Iran warns Israel: We'll avenge Guards commander

Tehran has said Revolutionary Guard commander killed by Syrian rebels, but Khamenei aide vows to exact revenge on Israel.

Members of the Iranian Revolutionary Guards 370 (photo credit: REUTERS)
Members of the Iranian Revolutionary Guards 370
(photo credit: REUTERS)
Iran will soon exact revenge on Israel for the recent killing of an Iranian Revolutionary Guard Corps commander in Syria, an aide to Iranian Supreme Leader Ayatollah Ali Khamenei was quoted on Saturday as saying.
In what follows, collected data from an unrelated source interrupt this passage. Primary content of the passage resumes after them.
//! Small input helpers for the command handlers.

#![deny(clippy::all, clippy::pedantic)]

use std::path::Path;

use orgsnap_api_types::ResourceSelection;

use crate::client::CliError;

pub fn read_bytes(path: &Path) -> Result<Vec<u8>, CliError> {
    std::fs::read(path).map_err(|source| CliError::InputFile {
        path: path.to_path_buf(),
        source,
    })
}

/// Parse repeated `--resource` values into a selection.
///
/// `TYPE` selects every resource of that type; `TYPE:id1,id2` pins specific
/// ids. Repeating a bare `TYPE` after an id list widens it back to all.
pub fn parse_selection(resources: &[String]) -> Result<ResourceSelection, CliError> {
    let mut selection = ResourceSelection::new();
    for entry in resources {
        match entry.split_once(':') {
            None => {
                if entry.trim().is_empty() {
                    return Err(CliError::InvalidInput(
                        "resource type must not be empty".to_string(),
                    ));
                }
                selection.select_all(entry.trim());
            }
            Some((resource_type, ids)) => {
                let resource_type = resource_type.trim();
                if resource_type.is_empty() {
                    return Err(CliError::InvalidInput(format!(
                        "missing resource type in `{entry}`"
                    )));
                }
                let ids: Vec<String> = ids
                    .split(',')
                    .map(str::trim)
                    .filter(|id| !id.is_empty())
                    .map(ToString::to_string)
                    .collect();
                if ids.is_empty() {
                    return Err(CliError::InvalidInput(format!(
                        "`{entry}` names no resource ids; use `{resource_type}` to select all"
                    )));
                }
                selection.select_ids(resource_type, ids);
            }
        }
    }
    Ok(selection)
}
use std::io::Write;
use std::sync::Arc;
use std::time::Duration;

use httpmock::prelude::*;
use serde_json::json;
use tokio_util::sync::CancellationToken;

use orgsnap::application::snapshot::{SnapshotFactory, WaitOptions};
use orgsnap::config::{LoggingSettings, LogFormat, PlatformSettings, Settings, WaitSettings};
use orgsnap::infra::platform::{ConfigService, HttpConfigService};
use tracing::level_filters::LevelFilter;

use crate::args::ConnectionArgs;
use crate::client::{CliError, build_ctx};
use crate::io::parse_selection;

fn settings() -> Settings {
    Settings {
        platform: PlatformSettings {
            base_url: Some("https://config.example.com".to_string()),
            organization: Some("org-a".to_string()),
        },
        wait: WaitSettings {
            poll_interval: Duration::from_secs(5),
            timeout: Duration::from_secs(300),
            max_attempts: None,
        },
        logging: LoggingSettings {
            level: LevelFilter::INFO,
            format: LogFormat::Compact,
        },
    }
}

fn success_report_body() -> serde_json::Value {
    json!({
        "snapshot_id": "snp-1",
        "operation_id": "7f0f239f-ab1f-4f22-9b35-341fd1a3a5a2",
        "operation_type": "CREATE_SNAPSHOT",
        "status": "SUCCESS"
    })
}

fn fast_options() -> WaitOptions {
    WaitOptions {
        poll_interval: Duration::from_millis(1),
        timeout: Duration::from_secs(30),
        max_attempts: None,
        operation_to_wait_for: None,
    }
}

#[test]
fn token_file_wins_over_environment_token() {
    let mut file = tempfile::NamedTempFile::new().expect("token file");
    writeln!(file, "tok-from-file").expect("write token");

    let connection = ConnectionArgs {
        token_file: Some(file.path().to_path_buf()),
        access_token_env: Some("tok-from-env".to_string()),
        ..ConnectionArgs::default()
    };

    let ctx = build_ctx(&connection, &settings()).expect("ctx should build");
    assert_eq!(ctx.organization, "org-a");
}

#[test]
fn missing_token_is_rejected() {
    let err = build_ctx(&ConnectionArgs::default(), &settings())
        .expect_err("no token configured");
    assert!(matches!(err, CliError::MissingToken));
}

#[test]
fn flags_override_configured_platform() {
    let connection = ConnectionArgs {
        organization: Some("org-b".to_string()),
        access_token_env: Some("tok".to_string()),
        ..ConnectionArgs::default()
    };

    let ctx = build_ctx(&connection, &settings()).expect("ctx should build");
    assert_eq!(ctx.organization, "org-b");
}

#[test]
fn missing_platform_is_rejected() {
    let mut settings = settings();
    settings.platform.base_url = None;
    let connection = ConnectionArgs {
        access_token_env: Some("tok".to_string()),
        ..ConnectionArgs::default()
    };

    let err = build_ctx(&connection, &settings).expect_err("no base url configured");
    assert!(matches!(err, CliError::MissingPlatform));
}

#[test]
fn selection_parses_bare_types_and_id_lists() {
    let selection = parse_selection(&[
        "FIELD".to_string(),
        "SOURCE:src-1, src-2".to_string(),
    ])
    .expect("valid selection");

    assert_eq!(
        selection.resource_types().collect::<Vec<_>>(),
        vec!["FIELD", "SOURCE"]
    );
    assert!(!selection.is_empty());
}

#[test]
fn selection_rejects_empty_id_list() {
    let err = parse_selection(&["SOURCE:".to_string()]).expect_err("empty id list");
    assert!(matches!(err, CliError::InvalidInput(_)));
}

#[test]
fn selection_rejects_missing_type() {
    let err = parse_selection(&[":src-1".to_string()]).expect_err("missing type");
    assert!(matches!(err, CliError::InvalidInput(_)));
}

#[tokio::test]
async fn monitor_fetches_report_with_reports_included() {
    let server = MockServer::start_async().await;
    let mock = server
        .mock_async(|when, then| {
            when.method(GET)
                .path("/api/v1/organizations/org-a/snapshots/snp-1/report")
                .query_param("include_reports", "true");
            then.status(200).json_body(success_report_body());
        })
        .await;

    let service = Arc::new(
        HttpConfigService::new(&server.base_url(), "org-a", "tok").expect("service"),
    );
    let snapshot = SnapshotFactory::create_from_existing_id(
        service,
        "snp-1",
        "org-a",
        fast_options(),
        &CancellationToken::new(),
    )
    .await
    .expect("existing snapshot should resolve");

    assert_eq!(snapshot.id(), "snp-1");
    mock.assert_hits_async(2).await;
}

#[tokio::test]
async fn delete_issues_a_delete_request() {
    let server = MockServer::start_async().await;
    let mock = server
        .mock_async(|when, then| {
            when.method(DELETE)
                .path("/api/v1/organizations/org-a/snapshots/snp-1");
            then.status(204);
        })
        .await;

    let service = HttpConfigService::new(&server.base_url(), "org-a", "tok").expect("service");
    service.delete_snapshot("snp-1").await.expect("delete");

    mock.assert_async().await;
}

#[tokio::test]
async fn push_submits_archive_then_polls_the_report() {
    let server = MockServer::start_async().await;
    let create = server
        .mock_async(|when, then| {
            when.method(POST)
                .path("/api/v1/organizations/org-a/snapshots/file")
                .query_param("file_type", "ZIP");
            then.status(201).json_body(success_report_body());
        })
        .await;
    let report = server
        .mock_async(|when, then| {
            when.method(GET)
                .path("/api/v1/organizations/org-a/snapshots/snp-1/report");
            then.status(200).json_body(success_report_body());
        })
        .await;

    let service = Arc::new(
        HttpConfigService::new(&server.base_url(), "org-a", "tok").expect("service"),
    );
    let snapshot = SnapshotFactory::create_from_archive(
        service,
        bytes::Bytes::from_static(b"PK\x03\x04"),
        "org-a",
        fast_options(),
        &CancellationToken::new(),
    )
    .await
    .expect("archive push should succeed");

    assert_eq!(snapshot.id(), "snp-1");
    create.assert_async().await;
    report.assert_async().await;
}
Iran said on Thursday that an Iranian military commander named Hassan Shateri, also known as Hessam Khoshnevis, had been killed in Syria by rebels fighting President Bashar Assad, an ally of Tehran.
But Iran’s envoy to Beirut, Ghazanfar Roknabadi, on Thursday drew a link between the killing and Israel.
Ali Shirazi, Khamenei’s representative to the IRGC’s elite Quds force, said on Friday evening that Iran’s “resolve against Israel” had only grown stronger with Shateri’s killing.
“Our enemies should also know that we will quickly get revenge for [the death of] Haj Hassan [Shateri] from the Israelis, and the enemies cannot shut off the Iranian people with such stupid acts,” Shirazi was quoted as saying by the Iranian Students’ News Agency on Saturday.
Israel has not commented on the killing.
The IRGC media office said last week that Shateri had been “martyred on his way from Damascus to Beirut by mercenaries.”
However, a faction of Syrian rebels was quoted by The Wall Street Journal as saying on Friday that Shateri had actually been assassinated on January 30, when Israel allegedly attacked a convoy and military factory in Jamaraya, Syria, near the Lebanon border.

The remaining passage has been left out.